Hay, en realidad, un antes y un después en la relación entre Isabel y la cárcel. Mejor dicho: esta muestra es el resultado de dos experiencias distintas, dos proyectos y dos modos de vinculación con la Unidad Penal 33 en particular. En 2001, dio durante seis meses un taller de fotografía para ocho de las mujeres presas en Los Hornos. Ella se había acercado para hacer un ensayo en blanco y negro (“tenía toda una intencionalidad más marcada que acá de entrar en la cárcel”) y le dijeron que sí, pero que como contraprestación dictara un taller, del que finalmente salió Visibles en lo oscuro, una muestra de fotos de las talleristas que se montó en la cárcel y luego circuló por ámbitos públicos y privados. Después de eso, pensaba que no iba a ir más, “porque es muy fuerte, muy duro. Te imaginarás, ¿no? Había quedado como sin ganas de volver. Ya en lo espacial, digamos, es fuerte: entrar ahí, atravesar todas las puertas, todos los candados, es algo que te llega mucho”. Y así y todo terminó volviendo en 2003, cuando la convocaron para dictar otro taller, pero para entonces las circunstancias de alguna manera habían cambiado y “cambió mi forma o mi actitud, me dejé llevar por lo que veía, por lo que se iba presentando. En comparación, la segunda vez fue menos estructurado, menos armado”.

–¿Con las mujeres retratadas volviste a tener contacto?

–No, eso también es distinto en relación con el primer trabajo, que no me podía despegar, y que inclusive con algunas me seguí viendo cuando salían en libertad. Pero en esta segunda parte también pensé que el trabajo era ése, que me tenía que despegar de ellas y ellas despegarse de mí. Por eso también el proceso de edición lo hice con otras personas. Es difícil tener esta distancia una sola. En cambio, con la distancia temporal es como que vas confrontando, como que en el fondo vas confrontando. Finalmente, el trabajo está cerrado, se tiene que despegar de uno... ¡y yo no tendría que estar diciéndote nada de todo esto!

–¿Hay alguna historia en particular, una foto que te recuerde algo en especial?

–Todas me recuerdan algo, todas tienen una historia.

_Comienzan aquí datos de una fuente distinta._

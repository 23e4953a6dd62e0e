//! Settings types.
//!
//! Every struct uses `#[serde(default)]` so a settings file only needs the
//! keys it overrides.

use serde::{Deserialize, Serialize};
use switchboard_core::constants;

use crate::errors::{Result, SettingsError};

/// Root settings object.
#[derive(Clone, Debug, PartialEq, Eq, Serialize, Deserialize)]
#[serde(rename_all = "camelCase", default)]
pub struct SwitchboardSettings {
    /// Endpoint of the primary admin link.
    pub primary_url: String,
    /// Timing shared by every link.
    pub links: LinkTimingSettings,
    /// How the secondary endpoint is derived from the fetched config.
    pub secondary: SecondarySettings,
    /// Tertiary (push-event) link.
    pub tertiary: TertiarySettings,
    /// Log output.
    pub logging: LoggingSettings,
}

impl Default for SwitchboardSettings {
    fn default() -> Self {
        Self {
            primary_url: constants::DEFAULT_PRIMARY_URL.to_string(),
            links: LinkTimingSettings::default(),
            secondary: SecondarySettings::default(),
            tertiary: TertiarySettings::default(),
            logging: LoggingSettings::default(),
        }
    }
}

impl SwitchboardSettings {
    /// Reject values the link supervisors cannot run with.
    pub fn validate(&self) -> Result<()> {
        if self.primary_url.is_empty() {
            return Err(SettingsError::invalid("primaryUrl", "is empty"));
        }
        let timings = [
            ("links.reconnectDelayMs", self.links.reconnect_delay_ms),
            ("links.connectTimeoutMs", self.links.connect_timeout_ms),
            ("links.requestTimeoutMs", self.links.request_timeout_ms),
        ];
        if let Some((key, _)) = timings.into_iter().find(|(_, ms)| *ms == 0) {
            return Err(SettingsError::invalid(key, "must be > 0"));
        }
        if self.links.command_buffer == 0 {
            return Err(SettingsError::invalid("links.commandBuffer", "must be > 0"));
        }
        for (key, path) in [
            ("secondary.adminPath", &self.secondary.admin_path),
            ("tertiary.chatPath", &self.tertiary.chat_path),
        ] {
            if !path.starts_with('/') {
                return Err(SettingsError::invalid(key, format!("must start with '/' (got {path:?})")));
            }
        }
        Ok(())
    }
}

/// Reconnect, connect-timeout and request-timeout settings.
///
/// `connect_timeout_ms` defaults to `reconnect_delay_ms`.
#[derive(Clone, Debug, PartialEq, Eq, Serialize, Deserialize)]
#[serde(rename_all = "camelCase", default)]
pub struct LinkTimingSettings {
    /// Constant delay between reconnection attempts.
    pub reconnect_delay_ms: u64,
    /// How long a single attempt may stay connecting.
    pub connect_timeout_ms: u64,
    /// How long a request waits for its response.
    pub request_timeout_ms: u64,
    /// Capacity of each supervisor's command queue.
    pub command_buffer: usize,
}

impl Default for LinkTimingSettings {
    fn default() -> Self {
        Self {
            reconnect_delay_ms: constants::DEFAULT_RECONNECT_DELAY_MS,
            connect_timeout_ms: constants::DEFAULT_CONNECT_TIMEOUT_MS,
            request_timeout_ms: constants::DEFAULT_REQUEST_TIMEOUT_MS,
            command_buffer: 64,
        }
    }
}

/// Secondary endpoint derivation.
#[derive(Clone, Debug, PartialEq, Eq, Serialize, Deserialize)]
#[serde(rename_all = "camelCase", default)]
pub struct SecondarySettings {
    /// Host used when the config has none.
    pub default_host: String,
    /// Port used when the config has none.
    pub default_port: u16,
    /// Path appended to `ws://host:port`.
    pub admin_path: String,
}

impl Default for SecondarySettings {
    fn default() -> Self {
        Self {
            default_host: constants::DEFAULT_SECONDARY_HOST.to_string(),
            default_port: constants::DEFAULT_SECONDARY_PORT,
            admin_path: constants::ADMIN_PATH.to_string(),
        }
    }
}

/// Tertiary (push-event) link.
#[derive(Clone, Debug, PartialEq, Eq, Serialize, Deserialize)]
#[serde(rename_all = "camelCase", default)]
pub struct TertiarySettings {
    /// Whether the tertiary stage runs at all.
    pub enabled: bool,
    /// Path that replaces the secondary's admin path.
    pub chat_path: String,
}

impl Default for TertiarySettings {
    fn default() -> Self {
        Self {
            enabled: true,
            chat_path: constants::CHAT_PATH.to_string(),
        }
    }
}

/// Log output.
#[derive(Clone, Debug, PartialEq, Eq, Serialize, Deserialize)]
#[serde(rename_all = "camelCase", default)]
pub struct LoggingSettings {
    /// Default `EnvFilter` directive when `RUST_LOG` is unset.
    pub level: String,
}

impl Default for LoggingSettings {
    fn default() -> Self {
        Self {
            level: "info".to_string(),
        }
    }
}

Pero ése es el tipo de cosa de que decía que me quería despegar. Recuerdo exactamente el momento en que saqué las fotos, las situaciones.

En ese penal, en ese universo cerrado que alberga alrededor de 300 mujeres, algunas de ellas con niños de hasta cuatro años de edad, y recuerda dos motines en los últimos tres años (uno, en 2003, tuvo como objetivo principal lograr que el Servicio Penitenciario Bonaerense destinara una guardia pediátrica durante las 24 hs.; el otro, en 2005, pretendía mejoras en las condiciones de detención), allí se labran historias como las que revelan estas fotos. Están los momentos de cotidianidad en los que la vida, aún en condiciones punitivas, en situaciones que impiden olvidar la existencia de un instante pasado que decidió ese tiempo (meses, años) allí dentro, se reformula para olvidar lo que ha quedado afuera y gestar algo nuevo (o no) adentro. Estos son los cuerpos castigados con el encierro, pero también los que tienen una potencia particular. Y es que, como dice Isabel, esos mismos cuerpos guardan y exhiben y trabajan y construyen memorias de lo que han vivido, pero también de lo que viven, porque en la actualización de ese pasado hay un presente (que en algunos casos puede abonar un futuro) que facilita el día a día gracias a su carga de amores, amistades, conversaciones, colores. Ahí están los rasgos, muchas veces y casi siempre los rasgos, en esas caras que miran la cámara aquí o la esquivan allá, que se exhiben o se dejan observar, que juegan a dejarse arrancar una historia o escamotean fragmentos de otros discursos de estas mujeres retratadas por Isabel. Isabel, por cierto, también pregunta, ahora que las visitas a la cárcel quedaron atrás y se convierten en una selección de imágenes; dice que ella cree que sí pero no sabe si ha logrado lo que quería; quiere averiguar: “¿el título qué sugiere?”. Y agrega:

–Ojalá que no cierre, ojalá que sea como una pista pero no dirija la mirada. A veces me parece que es mejor no hablar tanto para que cada uno pueda ver lo que quiere.